Records shown: Begin
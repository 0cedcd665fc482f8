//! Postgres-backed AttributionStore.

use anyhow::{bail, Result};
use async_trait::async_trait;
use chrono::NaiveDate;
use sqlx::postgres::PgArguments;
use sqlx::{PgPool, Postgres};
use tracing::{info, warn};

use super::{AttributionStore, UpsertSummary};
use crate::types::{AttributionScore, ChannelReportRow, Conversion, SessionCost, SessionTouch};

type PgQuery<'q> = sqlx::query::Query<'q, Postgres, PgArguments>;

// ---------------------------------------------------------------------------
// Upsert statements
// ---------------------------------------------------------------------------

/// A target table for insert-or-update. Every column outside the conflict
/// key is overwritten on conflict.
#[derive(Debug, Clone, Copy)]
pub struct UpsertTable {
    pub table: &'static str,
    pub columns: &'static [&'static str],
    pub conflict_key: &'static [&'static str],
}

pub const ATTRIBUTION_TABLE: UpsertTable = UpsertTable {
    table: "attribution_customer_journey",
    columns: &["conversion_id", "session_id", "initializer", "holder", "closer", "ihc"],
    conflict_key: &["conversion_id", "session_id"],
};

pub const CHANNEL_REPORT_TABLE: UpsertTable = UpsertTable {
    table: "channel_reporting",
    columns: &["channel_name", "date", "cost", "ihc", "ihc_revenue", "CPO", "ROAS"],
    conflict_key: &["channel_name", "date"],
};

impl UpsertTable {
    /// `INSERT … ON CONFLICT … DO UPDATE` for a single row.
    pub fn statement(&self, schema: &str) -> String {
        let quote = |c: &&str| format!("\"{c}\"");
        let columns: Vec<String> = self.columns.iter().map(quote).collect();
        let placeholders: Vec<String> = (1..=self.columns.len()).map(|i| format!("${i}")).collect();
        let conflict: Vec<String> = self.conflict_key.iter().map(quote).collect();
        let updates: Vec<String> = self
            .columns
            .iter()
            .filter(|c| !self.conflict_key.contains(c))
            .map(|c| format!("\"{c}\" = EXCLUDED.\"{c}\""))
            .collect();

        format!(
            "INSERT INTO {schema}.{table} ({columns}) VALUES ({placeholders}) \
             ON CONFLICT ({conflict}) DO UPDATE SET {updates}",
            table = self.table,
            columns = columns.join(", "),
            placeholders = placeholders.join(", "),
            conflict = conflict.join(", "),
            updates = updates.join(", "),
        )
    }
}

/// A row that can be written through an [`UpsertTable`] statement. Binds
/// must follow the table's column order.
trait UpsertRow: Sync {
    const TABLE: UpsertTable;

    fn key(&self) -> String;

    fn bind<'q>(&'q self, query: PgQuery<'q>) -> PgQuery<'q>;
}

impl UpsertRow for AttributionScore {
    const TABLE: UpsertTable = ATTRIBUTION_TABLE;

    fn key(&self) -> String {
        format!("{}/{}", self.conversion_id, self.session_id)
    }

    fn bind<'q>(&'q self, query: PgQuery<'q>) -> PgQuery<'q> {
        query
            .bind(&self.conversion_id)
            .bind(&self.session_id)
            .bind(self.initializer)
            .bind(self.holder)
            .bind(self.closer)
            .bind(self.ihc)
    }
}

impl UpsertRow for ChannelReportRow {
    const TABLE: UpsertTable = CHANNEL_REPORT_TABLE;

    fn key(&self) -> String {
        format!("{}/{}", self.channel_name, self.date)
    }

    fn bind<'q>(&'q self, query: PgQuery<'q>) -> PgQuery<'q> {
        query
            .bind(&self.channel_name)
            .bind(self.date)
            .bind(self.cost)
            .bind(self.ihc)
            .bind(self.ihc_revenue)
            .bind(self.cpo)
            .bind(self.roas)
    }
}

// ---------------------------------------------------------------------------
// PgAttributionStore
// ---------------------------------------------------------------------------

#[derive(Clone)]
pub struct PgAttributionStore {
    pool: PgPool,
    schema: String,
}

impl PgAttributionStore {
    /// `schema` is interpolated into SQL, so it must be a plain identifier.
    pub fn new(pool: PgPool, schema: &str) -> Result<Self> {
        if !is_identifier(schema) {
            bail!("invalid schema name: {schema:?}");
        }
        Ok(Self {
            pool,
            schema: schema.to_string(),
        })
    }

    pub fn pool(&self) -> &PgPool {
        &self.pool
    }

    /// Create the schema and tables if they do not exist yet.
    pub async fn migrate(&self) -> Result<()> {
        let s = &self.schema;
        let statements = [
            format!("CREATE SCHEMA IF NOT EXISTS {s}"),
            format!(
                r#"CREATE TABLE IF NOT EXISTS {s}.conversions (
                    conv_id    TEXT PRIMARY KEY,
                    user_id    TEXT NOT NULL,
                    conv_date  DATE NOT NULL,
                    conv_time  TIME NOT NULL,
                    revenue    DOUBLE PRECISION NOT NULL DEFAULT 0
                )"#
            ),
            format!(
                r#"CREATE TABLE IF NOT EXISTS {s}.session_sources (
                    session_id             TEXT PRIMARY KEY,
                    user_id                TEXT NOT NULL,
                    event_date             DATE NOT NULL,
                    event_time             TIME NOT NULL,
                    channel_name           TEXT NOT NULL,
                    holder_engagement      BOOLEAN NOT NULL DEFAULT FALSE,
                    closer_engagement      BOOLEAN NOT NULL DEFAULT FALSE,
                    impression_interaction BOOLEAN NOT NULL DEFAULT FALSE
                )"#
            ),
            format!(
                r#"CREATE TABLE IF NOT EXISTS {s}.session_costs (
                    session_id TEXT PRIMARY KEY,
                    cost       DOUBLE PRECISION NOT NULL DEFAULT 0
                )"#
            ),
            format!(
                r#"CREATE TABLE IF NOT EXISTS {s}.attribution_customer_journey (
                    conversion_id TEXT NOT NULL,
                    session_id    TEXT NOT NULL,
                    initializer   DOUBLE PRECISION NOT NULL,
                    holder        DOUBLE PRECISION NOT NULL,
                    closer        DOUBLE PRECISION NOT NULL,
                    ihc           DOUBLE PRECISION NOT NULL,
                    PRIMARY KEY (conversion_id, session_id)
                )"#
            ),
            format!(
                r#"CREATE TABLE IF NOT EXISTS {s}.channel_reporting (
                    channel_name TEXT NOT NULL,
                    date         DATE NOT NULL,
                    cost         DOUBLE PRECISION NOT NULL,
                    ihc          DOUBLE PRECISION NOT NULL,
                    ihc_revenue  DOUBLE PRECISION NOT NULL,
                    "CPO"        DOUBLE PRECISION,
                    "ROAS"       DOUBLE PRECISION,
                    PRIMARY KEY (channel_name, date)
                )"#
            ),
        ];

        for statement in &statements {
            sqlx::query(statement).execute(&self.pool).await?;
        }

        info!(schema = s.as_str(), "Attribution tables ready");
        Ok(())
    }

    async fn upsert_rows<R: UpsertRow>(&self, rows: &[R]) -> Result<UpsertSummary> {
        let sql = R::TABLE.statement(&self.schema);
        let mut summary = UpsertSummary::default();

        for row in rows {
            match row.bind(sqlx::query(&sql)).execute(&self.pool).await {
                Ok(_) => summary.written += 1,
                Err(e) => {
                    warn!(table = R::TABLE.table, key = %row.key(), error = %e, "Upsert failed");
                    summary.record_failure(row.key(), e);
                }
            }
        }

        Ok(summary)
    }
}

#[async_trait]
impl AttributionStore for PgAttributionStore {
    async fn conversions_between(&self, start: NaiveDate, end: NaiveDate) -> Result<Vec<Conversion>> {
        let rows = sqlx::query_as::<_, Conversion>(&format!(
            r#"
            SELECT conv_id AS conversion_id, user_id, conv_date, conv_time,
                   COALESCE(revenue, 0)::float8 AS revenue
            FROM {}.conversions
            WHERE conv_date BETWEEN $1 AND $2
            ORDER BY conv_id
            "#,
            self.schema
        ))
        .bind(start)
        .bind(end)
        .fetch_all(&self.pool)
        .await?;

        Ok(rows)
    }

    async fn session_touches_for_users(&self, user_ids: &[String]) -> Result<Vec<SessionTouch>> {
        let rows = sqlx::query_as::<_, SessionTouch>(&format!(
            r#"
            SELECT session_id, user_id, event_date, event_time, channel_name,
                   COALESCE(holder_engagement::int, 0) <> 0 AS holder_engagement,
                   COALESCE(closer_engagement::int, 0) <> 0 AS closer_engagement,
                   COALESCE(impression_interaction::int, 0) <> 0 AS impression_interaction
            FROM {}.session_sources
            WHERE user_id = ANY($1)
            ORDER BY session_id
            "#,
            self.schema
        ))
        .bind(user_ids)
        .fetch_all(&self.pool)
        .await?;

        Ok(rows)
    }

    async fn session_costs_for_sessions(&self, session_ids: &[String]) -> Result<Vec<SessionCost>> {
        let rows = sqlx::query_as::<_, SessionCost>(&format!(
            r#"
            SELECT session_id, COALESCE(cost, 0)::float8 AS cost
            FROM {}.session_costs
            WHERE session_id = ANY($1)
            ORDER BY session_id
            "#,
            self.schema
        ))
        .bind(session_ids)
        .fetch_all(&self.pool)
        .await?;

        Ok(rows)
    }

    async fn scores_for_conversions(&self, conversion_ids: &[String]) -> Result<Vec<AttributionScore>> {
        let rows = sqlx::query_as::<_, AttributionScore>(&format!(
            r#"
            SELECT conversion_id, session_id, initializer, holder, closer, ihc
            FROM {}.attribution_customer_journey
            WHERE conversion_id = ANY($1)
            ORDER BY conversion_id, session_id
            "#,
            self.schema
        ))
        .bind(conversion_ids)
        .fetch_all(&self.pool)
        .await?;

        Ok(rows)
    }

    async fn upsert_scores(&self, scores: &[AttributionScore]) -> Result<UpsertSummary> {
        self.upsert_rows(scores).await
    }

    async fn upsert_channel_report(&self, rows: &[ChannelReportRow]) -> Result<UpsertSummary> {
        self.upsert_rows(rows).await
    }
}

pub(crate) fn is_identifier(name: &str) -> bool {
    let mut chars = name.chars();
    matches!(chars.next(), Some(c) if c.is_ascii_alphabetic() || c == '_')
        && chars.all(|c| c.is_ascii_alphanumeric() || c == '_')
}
Records shown: End
Exercise objective
Please output exactly the lines between the one holding "async fn upsert_rows<R: UpsertRow>(&self, rows: &[R])" and the one holding "impl AttributionStore for" in the records above, inclusive, and nothing more.

The completed task
    async fn upsert_rows<R: UpsertRow>(&self, rows: &[R]) -> Result<UpsertSummary> {
        let sql = R::TABLE.statement(&self.schema);
        let mut summary = UpsertSummary::default();

        for row in rows {
            match row.bind(sqlx::query(&sql)).execute(&self.pool).await {
                Ok(_) => summary.written += 1,
                Err(e) => {
                    warn!(table = R::TABLE.table, key = %row.key(), error = %e, "Upsert failed");
                    summary.record_failure(row.key(), e);
                }
            }
        }

        Ok(summary)
    }
}

#[async_trait]
impl AttributionStore for PgAttributionStore {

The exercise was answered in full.